Extracted information

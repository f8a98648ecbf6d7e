//! Main application orchestration.
//!
//! One control loop with two producers feeding the same evaluation entry
//! point:
//! - streaming ticks, dispatched only to positions on the ticking underlying
//! - a fallback timer that reconciles and, when not push-driven, polls one
//!   price per underlying
//!
//! Exit attempts run on spawned tasks so a slow order verification never
//! stalls tick dispatch. The timer cycle is polled alongside the event
//! branches, so slow broker queries do not hold back ticks either; a tick
//! that fires while the previous cycle is still running is skipped. The
//! `EXITING` status in the store serializes exits of the same position.

use crate::config::AppConfig;
use crate::error::{AppError, AppResult};
use chrono::{Local, NaiveDateTime};
use optmon_broker::{BrokerRegistry, TokenResolver};
use optmon_core::{
    Exchange, ExitReason, MarketHours, MarketStatus, Position, PositionStatus, Price, Tick,
    TIMESTAMP_FORMAT,
};
use optmon_persistence::{CompletedTradeLog, SnapshotFile};
use optmon_position::{
    fetch_all_broker_positions, price_key, ExitOutcome, PositionMonitor, PositionStore,
    PriceCache, Reconciler,
};
use optmon_telemetry::Metrics;
use optmon_ws::{ChannelKind, Credentials, SessionEvent, StreamingSession, Subscription, WsError};
use parking_lot::{Mutex, RwLock};
use rust_decimal::Decimal;
use serde::Serialize;
use std::collections::{BTreeMap, BTreeSet, HashMap, HashSet};
use std::sync::atomic::{AtomicBool, Ordering};
use std::sync::Arc;
use std::time::Instant;
use tokio::sync::mpsc;
use tokio::time::MissedTickBehavior;
use tokio_util::sync::CancellationToken;
use tracing::{debug, error, info, warn};

const EVENT_CHANNEL_CAPACITY: usize = 1000;
const CHECK_CHANNEL_CAPACITY: usize = 256;

/// Underlying identified by exchange and instrument token.
type UnderlyingKey = (Exchange, String);

// ============================================================================
// Snapshot
// ============================================================================

/// Operational view of the monitor.
#[derive(Debug, Clone, Serialize)]
pub struct MonitorSnapshot {
    /// Newest entry first.
    pub active_trades: Vec<Position>,
    pub total_pnl: Decimal,
    pub trade_count: usize,
    pub last_update: Option<String>,
    pub market_status: MarketStatus,
    /// `CONNECTED` or `DISCONNECTED`.
    pub websocket_status: String,
}

/// Result of one spawned position check.
#[derive(Debug)]
struct CheckDone {
    key: String,
    outcome: Option<ExitOutcome>,
}

// ============================================================================
// Orchestrator
// ============================================================================

pub struct Orchestrator {
    config: AppConfig,
    store: Arc<PositionStore>,
    brokers: Arc<BrokerRegistry>,
    resolver: Arc<dyn TokenResolver>,
    monitor: Arc<PositionMonitor>,
    reconciler: Reconciler,
    market_hours: MarketHours,
    /// `None` when streaming credentials are incomplete.
    session: Option<StreamingSession>,
    event_rx: Mutex<Option<mpsc::Receiver<SessionEvent>>>,
    check_tx: mpsc::Sender<CheckDone>,
    check_rx: Mutex<Option<mpsc::Receiver<CheckDone>>>,
    /// Open position keys per underlying, rebuilt on every store mutation.
    by_underlying: RwLock<HashMap<UnderlyingKey, Vec<String>>>,
    /// Keys with a check task running.
    in_flight: Arc<Mutex<HashSet<String>>>,
    push_driven: AtomicBool,
    last_update: RwLock<Option<NaiveDateTime>>,
    /// Time source for timer cycles.
    clock: fn() -> NaiveDateTime,
    shutdown_token: CancellationToken,
}

fn local_now() -> NaiveDateTime {
    Local::now().naive_local()
}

Work to complete
Set down the whole listing again. Keep every word as it is.

Expected answer
repository f8a98648ecbf6d7e
//! Main application orchestration.
//!
//! One control loop with two producers feeding the same evaluation entry
//! point:
//! - streaming ticks, dispatched only to positions on the ticking underlying
//! - a fallback timer that reconciles and, when not push-driven, polls one
//!   price per underlying
//!
//! Exit attempts run on spawned tasks so a slow order verification never
//! stalls tick dispatch. The timer cycle is polled alongside the event
//! branches, so slow broker queries do not hold back ticks either; a tick
//! that fires while the previous cycle is still running is skipped. The
//! `EXITING` status in the store serializes exits of the same position.

use crate::config::AppConfig;
use crate::error::{AppError, AppResult};
use chrono::{Local, NaiveDateTime};
use optmon_broker::{BrokerRegistry, TokenResolver};
use optmon_core::{
    Exchange, ExitReason, MarketHours, MarketStatus, Position, PositionStatus, Price, Tick,
    TIMESTAMP_FORMAT,
};
use optmon_persistence::{CompletedTradeLog, SnapshotFile};
use optmon_position::{
    fetch_all_broker_positions, price_key, ExitOutcome, PositionMonitor, PositionStore,
    PriceCache, Reconciler,
};
use optmon_telemetry::Metrics;
use optmon_ws::{ChannelKind, Credentials, SessionEvent, StreamingSession, Subscription, WsError};
use parking_lot::{Mutex, RwLock};
use rust_decimal::Decimal;
use serde::Serialize;
use std::collections::{BTreeMap, BTreeSet, HashMap, HashSet};
use std::sync::atomic::{AtomicBool, Ordering};
use std::sync::Arc;
use std::time::Instant;
use tokio::sync::mpsc;
use tokio::time::MissedTickBehavior;
use tokio_util::sync::CancellationToken;
use tracing::{debug, error, info, warn};

const EVENT_CHANNEL_CAPACITY: usize = 1000;
const CHECK_CHANNEL_CAPACITY: usize = 256;

/// Underlying identified by exchange and instrument token.
type UnderlyingKey = (Exchange, String);

// ============================================================================
// Snapshot
// ============================================================================

/// Operational view of the monitor.
#[derive(Debug, Clone, Serialize)]
pub struct MonitorSnapshot {
    /// Newest entry first.
    pub active_trades: Vec<Position>,
    pub total_pnl: Decimal,
    pub trade_count: usize,
    pub last_update: Option<String>,
    pub market_status: MarketStatus,
    /// `CONNECTED` or `DISCONNECTED`.
    pub websocket_status: String,
}

/// Result of one spawned position check.
#[derive(Debug)]
struct CheckDone {
    key: String,
    outcome: Option<ExitOutcome>,
}

// ============================================================================
// Orchestrator
// ============================================================================

pub struct Orchestrator {
    config: AppConfig,
    store: Arc<PositionStore>,
    brokers: Arc<BrokerRegistry>,
    resolver: Arc<dyn TokenResolver>,
    monitor: Arc<PositionMonitor>,
    reconciler: Reconciler,
    market_hours: MarketHours,
    /// `None` when streaming credentials are incomplete.
    session: Option<StreamingSession>,
    event_rx: Mutex<Option<mpsc::Receiver<SessionEvent>>>,
    check_tx: mpsc::Sender<CheckDone>,
    check_rx: Mutex<Option<mpsc::Receiver<CheckDone>>>,
    /// Open position keys per underlying, rebuilt on every store mutation.
    by_underlying: RwLock<HashMap<UnderlyingKey, Vec<String>>>,
    /// Keys with a check task running.
    in_flight: Arc<Mutex<HashSet<String>>>,
    push_driven: AtomicBool,
    last_update: RwLock<Option<NaiveDateTime>>,
    /// Time source for timer cycles.
    clock: fn() -> NaiveDateTime,
    shutdown_token: CancellationToken,
}

fn local_now() -> NaiveDateTime {
    Local::now().naive_local()
}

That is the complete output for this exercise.